Sur l'intervention de la Fédération nationale des chasseurs :
2. Eu égard à son objet statutaire et à la nature du litige, la Fédération nationale des chasseurs justifie d'un intérêt suffisant au maintien de la décision attaquée. Son intervention en défense est, par suite, recevable.
Sur les conclusions de la requête :
3. Lorsque le juge administratif est saisi d'une requête tendant à l'annulation du refus opposé par l'administration à une demande tendant à ce qu'elle prenne des mesures pour faire cesser la méconnaissance d'une obligation légale lui incombant, il lui appartient, dans les limites de sa compétence, d'apprécier si le refus de l'administration de prendre de telles mesures est entaché d'illégalité et, si tel est le cas, d'enjoindre à l'administration de prendre la ou les mesures nécessaires.
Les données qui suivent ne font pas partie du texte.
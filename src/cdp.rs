//! Chrome DevTools Protocol engine implementation

use crate::{ConverterConfig, Engine, Error, PageConfiguration, Result};
use headless_chrome::browser::tab::Tab;
use headless_chrome::types::PrintToPdfOptions;
use headless_chrome::{Browser, LaunchOptions};
use log::debug;
use std::sync::Arc;
use std::time::Duration;
use url::Url;

const IDLE_BROWSER_TIMEOUT: Duration = Duration::from_secs(60 * 60 * 24);

/// CDP-based engine implementation (uses the `headless_chrome` crate)
///
/// This adapter launches a headless Chrome instance, manages a single tab,
/// and provides the `Engine` trait implementation over it.
pub struct CdpEngine {
    browser: Browser,
    tab: Arc<Tab>,
    print_background: bool,
}

impl Engine for CdpEngine {
    fn new(config: &ConverterConfig) -> Result<Self>
    where
        Self: Sized,
    {
        let timeout = Duration::from_millis(config.timeout_ms);

        // Keep the browser alive while a worker sits idle between conversions
        let launch_options = LaunchOptions::default_builder()
            .headless(true)
            .sandbox(config.sandbox)
            .path(config.chrome_path.clone())
            .idle_browser_timeout(IDLE_BROWSER_TIMEOUT)
            .build()
            .map_err(|e| Error::InitializationError(format!("Failed to build launch options: {}", e)))?;

        let browser = Browser::new(launch_options)
            .map_err(|e| Error::InitializationError(format!("Failed to launch browser: {}", e)))?;

        let tab = browser
            .new_tab()
            .map_err(|e| Error::InitializationError(format!("Failed to create tab: {}", e)))?;
        tab.set_default_timeout(timeout);

        debug!("launched headless Chrome (sandbox: {})", config.sandbox);

        Ok(Self {
            browser,
            tab,
            print_background: config.print_background,
        })
    }

    fn load_file(&mut self, url: &Url) -> Result<()> {
        self.tab
            .navigate_to(url.as_str())
            .map_err(|e| Error::RenderError(format!("Navigation failed: {}", e)))?;

        self.tab
            .wait_until_navigated()
            .map_err(|e| Error::RenderError(format!("Wait for navigation failed: {}", e)))?;

        Ok(())
    }

    fn print_pdf(&mut self, page: &PageConfiguration) -> Result<Vec<u8>> {
        let options = print_options(page, self.print_background);

        let pdf = self
            .tab
            .print_to_pdf(Some(options))
            .map_err(|e| Error::RenderError(format!("PDF export failed: {}", e)))?;

        if pdf.is_empty() {
            return Err(Error::RenderError("Engine returned an empty PDF".into()));
        }
        Ok(pdf)
    }

    fn close(self) -> Result<()> {
        // Drop the tab before the browser so the child process exits promptly
        drop(self.tab);
        drop(self.browser);
        Ok(())
    }
}

/// Map page geometry onto Chrome's paper model (inches).
///
/// CSS `@page` sizes are ignored so the configured geometry always wins.
pub(crate) fn print_options(page: &PageConfiguration, print_background: bool) -> PrintToPdfOptions {
    let geo = page.print_geometry().to_inches();
    PrintToPdfOptions {
        print_background: Some(print_background),
        prefer_css_page_size: Some(false),
        paper_width: Some(geo.paper_width),
        paper_height: Some(geo.paper_height),
        margin_top: Some(geo.margin_top),
        margin_bottom: Some(geo.margin_bottom),
        margin_left: Some(geo.margin_left),
        margin_right: Some(geo.margin_right),
        ..Default::default()
    }
}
Cependant, et en toute hypothèse, il ne lui appartient pas, dans le cadre de cet office, de se substituer aux pouvoirs publics pour déterminer une politique publique ou de leur enjoindre de le faire.
4. Les requérantes ont demandé au Premier ministre de prendre toutes mesures utiles pour garantir la sécurité des personnes lors du déroulement d'actions de chasse, et notamment vingt-cinq mesures dont une part est issue des conclusions du rapport d'information du Sénat, intitulé " La sécurité : un devoir pour les chasseurs, une attente de la société ", publié le 14 septembre 2022.
5. En l'absence d'obligation précisément déterminée par le législateur, la demande des requérantes tend en réalité à la détermination d'une politique publique en matière de sécurité de la chasse. Ainsi qu'il a été dit, il n'appartient pas au Conseil d'Etat, statuant au contentieux de se substituer aux pouvoirs publics pour y procéder.
6. Par suite, la requête ne peut qu'être rejetée, y compris ses conclusions présentées au titre de l'article L. 761-1 du code de justice administrative.
D E C I D E :
--------------
Article 1er : L'intervention de la Fédération nationale des chasseurs est admise.
Article 2 : La requête de l'association One Voice et autres est rejetée.
Article 3 : La présente décision sera notifiée à l'association One Voice, première dénommée pour l'ensemble des requérantes, à la Fédération nationale des chasseurs, à la ministre de la transition écologique, de la biodiversité, de la forêt, de la mer et de la pêche et au Premier ministre.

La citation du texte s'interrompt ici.